Dalam perjalanan ini, Rainbow Warrior akan menjadi saksi keindahan alam Papua dengan hutan alaminya, dari Manokwari, lalu Sorong, dan pastinya menyelam lebih dalam di salah satu destinasi wisata terbaik Raja Ampat. ANTARA News akan turut serta dalam pelayaran Rainbow Warrior di lautan Papua ini.

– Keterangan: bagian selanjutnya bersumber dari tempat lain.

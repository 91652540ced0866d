//! Invoicing Domain - Invoice Ledger Core
//!
//! This crate holds the ledger logic of the system: the invoice, line item,
//! and payment entities, the pure balance calculator, the payment acceptance
//! rules, the ownership guard, and the invoice service orchestrating them
//! over the [`InvoiceStore`] datastore port.
//!
//! # Recompute-over-cache
//!
//! The monetary fields stored on an invoice are a creation-time snapshot.
//! Every decision — status display, payment acceptance — derives total,
//! amount paid, and balance due fresh from the invoice's child records via
//! [`balance::compute_balance`].
//!
//! # Example
//!
//! ```rust,ignore
//! use domain_invoicing::{InvoiceService, NewInvoice, NewLineItem};
//!
//! let service = InvoiceService::new(store);
//! let invoice = service.create_invoice(owner, new_invoice).await?;
//! let payment = service.record_payment(owner, invoice.id, amount, None).await?;
//! ```

pub mod balance;
pub mod error;
pub mod guard;
pub mod invoice;
pub mod payment;
pub mod ports;
pub mod service;
pub mod validation;

pub use balance::{compute_balance, InvoiceBalance};
pub use error::InvoicingError;
pub use guard::ensure_owner;
pub use invoice::{Invoice, InvoiceStatus, LineItem};
pub use payment::Payment;
pub use ports::InvoiceStore;
pub use service::{InvoiceDetail, InvoiceService, NewInvoice, NewLineItem};
pub use validation::{validate_payment, PaymentRejection};

#[cfg(any(test, feature = "mock"))]
pub use ports::mock::MemoryInvoiceStore;
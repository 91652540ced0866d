//! API configuration
//!
//! Every secret and connection string is supplied through the environment;
//! nothing security-sensitive lives in code.

use serde::Deserialize;

/// API configuration
#[derive(Debug, Clone, Deserialize)]
pub struct ApiConfig {
    /// Server host
    pub host: String,
    /// Server port
    pub port: u16,
    /// JWT secret for authentication
    pub jwt_secret: String,
    /// JWT expiration in seconds
    pub jwt_expiration_secs: u64,
    /// Database URL
    pub database_url: String,
    /// Log level
    pub log_level: String,
}

impl Default for ApiConfig {
    fn default() -> Self {
        Self {
            host: "0.0.0.0".to_string(),
            port: 8080,
            jwt_secret: "change-me-in-production".to_string(),
            jwt_expiration_secs: 3600,
            database_url: "postgres://localhost/invoice_ledger".to_string(),
            log_level: "info".to_string(),
        }
    }
}

impl ApiConfig {
    /// Loads configuration from environment variables with the `API_` prefix
    pub fn from_env() -> Result<Self, config::ConfigError> {
        config::Config::builder()
            .add_source(config::Environment::with_prefix("API"))
            .build()?
            .try_deserialize()
    }

    /// Returns the server address
    pub fn server_addr(&self) -> String {
        format!("{}:{}", self.host, self.port)
    }
}
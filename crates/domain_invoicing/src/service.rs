//! Invoice service
//!
//! Orchestrates invoice creation and payment recording over the
//! [`InvoiceStore`] port: ownership checks first, then fresh balance
//! derivation, then validation, then the write. The service holds no state
//! of its own; every call is request-scoped.

use std::sync::Arc;

use chrono::{DateTime, NaiveDate, Utc};
use rust_decimal::Decimal;
use tracing::info;

use core_kernel::{InvoiceId, UserId};

use crate::balance::compute_balance;
use crate::error::InvoicingError;
use crate::guard::ensure_owner;
use crate::invoice::{Invoice, InvoiceStatus, LineItem};
use crate::payment::Payment;
use crate::ports::InvoiceStore;
use crate::validation::validate_payment;

/// Input for a line item supplied at invoice creation
#[derive(Debug, Clone)]
pub struct NewLineItem {
    /// What is being billed
    pub description: String,
    /// Number of units, strictly positive
    pub quantity: Decimal,
    /// Price per unit, non-negative
    pub unit_price: Decimal,
}

/// Input for creating an invoice
#[derive(Debug, Clone)]
pub struct NewInvoice {
    /// Unique human-readable invoice number
    pub invoice_number: String,
    /// Customer being billed
    pub customer_name: String,
    /// Date the invoice was issued
    pub issue_date: NaiveDate,
    /// Payment due date; not required to follow the issue date
    pub due_date: NaiveDate,
    /// Initial stored status, defaulting to `Pending`
    pub status: Option<InvoiceStatus>,
    /// Lines to bill; an invoice may be created with none
    pub lines: Vec<NewLineItem>,
}

/// An invoice merged with its derived figures and child collections
///
/// The embedded invoice carries the recomputed total, amount paid, and
/// balance due, and its status is the effective status.
#[derive(Debug, Clone)]
pub struct InvoiceDetail {
    pub invoice: Invoice,
    pub lines: Vec<LineItem>,
    pub payments: Vec<Payment>,
}

/// Application service for the invoice ledger
pub struct InvoiceService {
    store: Arc<dyn InvoiceStore>,
}

impl InvoiceService {
    /// Creates a service over the given datastore
    pub fn new(store: Arc<dyn InvoiceStore>) -> Self {
        Self { store }
    }

    /// Creates an invoice together with its line items
    ///
    /// Line totals and the invoice total are computed here; the total is
    /// recorded on the invoice as a creation-time snapshot.
    ///
    /// # Errors
    ///
    /// Returns [`InvoicingError::Validation`] when the invoice number is
    /// blank or already in use, the customer name is blank, or any line has
    /// a blank description, non-positive quantity, or negative unit price.
    pub async fn create_invoice(
        &self,
        owner_id: UserId,
        new_invoice: NewInvoice,
    ) -> Result<Invoice, InvoicingError> {
        let invoice_number = new_invoice.invoice_number.trim();
        if invoice_number.is_empty() {
            return Err(InvoicingError::validation("invoice number is required"));
        }
        if new_invoice.customer_name.trim().is_empty() {
            return Err(InvoicingError::validation("customer name is required"));
        }
        for line in &new_invoice.lines {
            if line.description.trim().is_empty() {
                return Err(InvoicingError::validation("line description is required"));
            }
            if line.quantity <= Decimal::ZERO {
                return Err(InvoicingError::validation(
                    "line quantity must be greater than zero",
                ));
            }
            if line.unit_price < Decimal::ZERO {
                return Err(InvoicingError::validation(
                    "line unit price cannot be negative",
                ));
            }
        }

        if self.store.find_by_number(invoice_number).await?.is_some() {
            return Err(InvoicingError::validation(format!(
                "invoice number '{}' is already in use",
                invoice_number
            )));
        }

        let mut invoice = Invoice::new(
            owner_id,
            invoice_number,
            new_invoice.customer_name.trim(),
            new_invoice.status.unwrap_or(InvoiceStatus::Pending),
            new_invoice.issue_date,
            new_invoice.due_date,
        );
        self.store.insert_invoice(&invoice).await?;

        let mut total = Decimal::ZERO;
        for line in &new_invoice.lines {
            let item = LineItem::new(invoice.id, line.description.trim(), line.quantity, line.unit_price);
            total += item.line_total;
            self.store.insert_line(&item).await?;
        }

        invoice.record_initial_total(total);
        self.store.update_invoice(&invoice).await?;

        info!(
            invoice_id = %invoice.id,
            owner_id = %owner_id,
            lines = new_invoice.lines.len(),
            total = %total,
            "Invoice created"
        );

        Ok(invoice)
    }

    /// Loads an invoice with freshly derived figures and its child records
    ///
    /// # Errors
    ///
    /// [`InvoicingError::NotFound`] for an unknown id and
    /// [`InvoicingError::AccessDenied`] when the invoice belongs to another
    /// user.
    pub async fn invoice_detail(
        &self,
        owner_id: UserId,
        invoice_id: InvoiceId,
    ) -> Result<InvoiceDetail, InvoicingError> {
        let mut invoice = self.load_owned_invoice(owner_id, invoice_id).await?;

        let lines = self.store.lines_for_invoice(invoice_id).await?;
        let payments = self.store.payments_for_invoice(invoice_id).await?;

        // The stored snapshot is never returned from the detail path; the
        // figures shown are derived from the child records just loaded.
        let balance = compute_balance(&lines, &payments);
        invoice.total = balance.total;
        invoice.amount_paid = balance.amount_paid;
        invoice.balance_due = balance.balance_due;
        invoice.status = balance.effective_status(invoice.status);

        Ok(InvoiceDetail {
            invoice,
            lines,
            payments,
        })
    }

    /// Records a payment against an invoice
    ///
    /// The outstanding balance is recomputed from current child records
    /// before the acceptance rules run. The invoice's stored status is not
    /// rewritten; effective status remains a read-time derivation.
    ///
    /// # Errors
    ///
    /// [`InvoicingError::NotFound`] / [`InvoicingError::AccessDenied`] as on
    /// detail reads, and [`InvoicingError::Payment`] with the specific
    /// rejection when the acceptance rules fail.
    pub async fn record_payment(
        &self,
        owner_id: UserId,
        invoice_id: InvoiceId,
        amount: Decimal,
        payment_date: Option<DateTime<Utc>>,
    ) -> Result<Payment, InvoicingError> {
        let invoice = self.load_owned_invoice(owner_id, invoice_id).await?;

        let lines = self.store.lines_for_invoice(invoice_id).await?;
        let payments = self.store.payments_for_invoice(invoice_id).await?;
        let balance = compute_balance(&lines, &payments);

        validate_payment(balance.balance_due, amount)?;

        let payment = Payment::new(invoice.id, amount, payment_date);
        self.store.insert_payment(&payment).await?;

        info!(
            invoice_id = %invoice.id,
            payment_id = %payment.id,
            amount = %amount,
            remaining = %(balance.balance_due - amount),
            "Payment recorded"
        );

        Ok(payment)
    }

    /// Lists the caller's invoices, most recently created first
    ///
    /// List views show the stored snapshot fields only; the detail read is
    /// the authoritative financial view.
    pub async fn list_invoices(&self, owner_id: UserId) -> Result<Vec<Invoice>, InvoicingError> {
        Ok(self.store.list_for_owner(owner_id).await?)
    }

    /// Loads an invoice and checks ownership
    async fn load_owned_invoice(
        &self,
        owner_id: UserId,
        invoice_id: InvoiceId,
    ) -> Result<Invoice, InvoicingError> {
        let invoice = self
            .store
            .find_invoice(invoice_id)
            .await?
            .ok_or_else(|| InvoicingError::not_found("invoice not found"))?;

        ensure_owner(owner_id, &invoice)?;
        Ok(invoice)
    }
}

Lepas dari Papua, kapal legendaris ini akan melanjutkan perjalanan ke Bali, pulau Dewata yang kaya budaya dan kental dengan adat istiadatnya, memegang teguh kearifan lokal, yang mempercayai bahwa sumber energi terbaik adalah sumber yang berasal dari alam. Belum lengkap perjalanan Rainbow Warrior jika tidak bersandar di ibukota tercinta Jakarta.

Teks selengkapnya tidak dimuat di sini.